Archives for: January 2013, 02

01/02/13

Permalink 07:23:33 am, by fourth, 164 words, 949 views   English (US)
Categories: General

OH2: The city vehicle tow policy was put into evidence, and there was no evidence this inventory was pretext

Defendant was stopped for a traffic offense, and he admitted that he had no DL. That was probable cause to arrest him right there. The city tow policy was put into evidence, and there was no evidence that the inventory of the vehicle was a pretext for an evidentiary search. Defendant blurted out that there was a gun in the glove compartment, and that was cause to search it. [Although it would have been valid under the inventory anyway.] State v. Shipp, 2012 Ohio 6189, 2012 Ohio App. LEXIS 5390 (2d Dist. December 28, 2012).

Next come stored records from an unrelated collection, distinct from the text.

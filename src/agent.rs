//! Fixed agent configurations and the prompts they receive.
//!
//! The three agents share one model; they differ only in the system
//! instruction sent with each call.

#[derive(Debug, Clone, PartialEq, Eq)]
pub struct AgentProfile {
    pub name: &'static str,
    pub role: Option<&'static str>,
    pub instructions: &'static [&'static str],
}

pub const DIETARY_EXPERT: AgentProfile = AgentProfile {
    name: "Dietary Expert",
    role: Some("Provides personalized dietary recommendations"),
    instructions: &[
        "Consider the user's input, including dietary restrictions and preferences.",
        "Suggest a detailed meal plan for the day, including breakfast, lunch, dinner, and snacks.",
        "Provide a brief explanation of why the plan is suited to the user's goals.",
        "Focus on clarity, coherence, and quality of the recommendations.",
    ],
};

pub const FITNESS_EXPERT: AgentProfile = AgentProfile {
    name: "Fitness Expert",
    role: Some("Provides personalized fitness recommendations"),
    instructions: &[
        "Provide exercises tailored to the user's goals.",
        "Include warm-up, main workout, and cool-down exercises.",
        "Explain the benefits of each recommended exercise.",
        "Ensure the plan is actionable and detailed.",
    ],
};

/// Follow-up questions go to the bare model.
pub const PLAN_ASSISTANT: AgentProfile = AgentProfile {
    name: "Plan Assistant",
    role: None,
    instructions: &[],
};

impl AgentProfile {
    /// Returns `None` when the agent has neither a role nor instructions, in
    /// which case no system instruction is sent at all.
    pub fn system_instruction(&self) -> Option<String> {
        let mut sections = Vec::new();

        if let Some(role) = self.role {
            sections.push(format!("<your_role>\n{}\n</your_role>", role));
        }

        if !self.instructions.is_empty() {
            let bullets = self
                .instructions
                .iter()
                .map(|line| format!("- {}", line))
                .collect::<Vec<_>>()
                .join("\n");
            sections.push(format!("<instructions>\n{}\n</instructions>", bullets));
        }

        if sections.is_empty() {
            None
        } else {
            Some(sections.join("\n\n"))
        }
    }
}

/// Context for a follow-up question: both plan bodies, then the question.
pub fn question_context(meal_plan: &str, routine: &str, question: &str) -> String {
    format!(
        "Dietary Plan: {}\nFitness Plan: {}\nUser Question: {}",
        meal_plan, routine, question
    )
}

#[cfg(test)]
mod tests {
    use super::*;

    #[test]
    fn test_plan_agents_differ_only_in_text() {
        assert_eq!(DIETARY_EXPERT.instructions.len(), 4);
        assert_eq!(FITNESS_EXPERT.instructions.len(), 4);
        assert_ne!(
            DIETARY_EXPERT.system_instruction(),
            FITNESS_EXPERT.system_instruction()
        );
    }

    #[test]
    fn test_system_instruction_layout() {
        let text = DIETARY_EXPERT.system_instruction().unwrap();
        assert!(text.starts_with(
            "<your_role>\nProvides personalized dietary recommendations\n</your_role>\n\n<instructions>\n- Consider"
        ));
        assert!(text.ends_with("- Focus on clarity, coherence, and quality of the recommendations.\n</instructions>"));
    }

    #[test]
    fn test_plain_agent_sends_no_system_instruction() {
        assert_eq!(PLAN_ASSISTANT.system_instruction(), None);
    }

    #[test]
    fn test_question_context_is_verbatim() {
        let context = question_context("Oats for breakfast", "Squats x10", "Can I swap oats for eggs?");
        assert_eq!(
            context,
            "Dietary Plan: Oats for breakfast\nFitness Plan: Squats x10\nUser Question: Can I swap oats for eggs?"
        );
    }
}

Police observed defendant’s girlfriend get out of his vehicle and they were yelling at each other. They came up to her to see what was going on, and she said the two of them had been drinking all day and were “working on [their] relationship.” She seemed intoxicated. He came back and stopped, and they talked to him, and he seemed intoxicated. The detention was valid. Bowers v. State, 980 N.E.2d 911 (Ind. App. 2012).*

Permalink 12:22:20 am, by fourth, 149 words, 894 views   English (US)
Categories: General

N.D.Iowa: Fact paper temporary tag in window couldn't be seen in dark was still valid basis for stop

The court finds a valid basis for a traffic stop to check a paper temporary tag in the back window that just wasn’t visible at night. It was valid, but it led to a dog sniff and finding drugs. United States v. Givens, 2012 U.S. Dist. LEXIS 182909 (N.D. Iowa December 31, 2012).*

During a traffic stop for speeding, the officer saw numerous indications of possible drug trafficking from defendant’s story and looking at his vehicle which apparently had a hidden compartment. Parts of the reasonable suspicion came from a tip relayed by another trooper, heavy masking odors, a recently registered vehicle, nervousness, vague and inconsistent answers to travel questions, and a criminal history that included drug convictions and an open investigation. The detention was reasonable and led to valid consent. Moreover, the dog alert gave probable cause. United States v. Urias, 2012 U.S. Dist. LEXIS 182879 (D. Utah December 7, 2012).*

Permalink 12:10:17 am, by fourth, 255 words, 497 views   English (US)
Categories: General

TN: Knock-and-talk at side door was not onto curtilage

Officer went to defendant’s door for a knock-and-talk and saw things in plain view that were subject to seizure. When defendant didn’t answer, the officer went to another door, this one on the side which was also visible from the street. Going to the back door would have been more troubling, but that’s not the case. State v. Ronewicz, 2012 Tenn. Crim. App. LEXIS 1085 (December 26, 2012):

The officer's decision to move from the front door to the "back" door of the defendant's residence while conducting the "knock and talk" is more troubling. This court has cautioned on numerous occasions that the "knock and talk" exception is not an open license for police officers to prowl through the yards of private citizens or peer through their windows. "Any substantial and unreasonable departure from an area where the public is impliedly invited exceeds the scope of the implied invitation and intrudes upon a constitutionally protected expectation of privacy." Harris, 919 S.W.2d at 624 (internal quotation omitted). When Detective Howell stepped off the presumably well-worn path from the street to the defendant's front door, he began treading on constitutionally-dangerous turf.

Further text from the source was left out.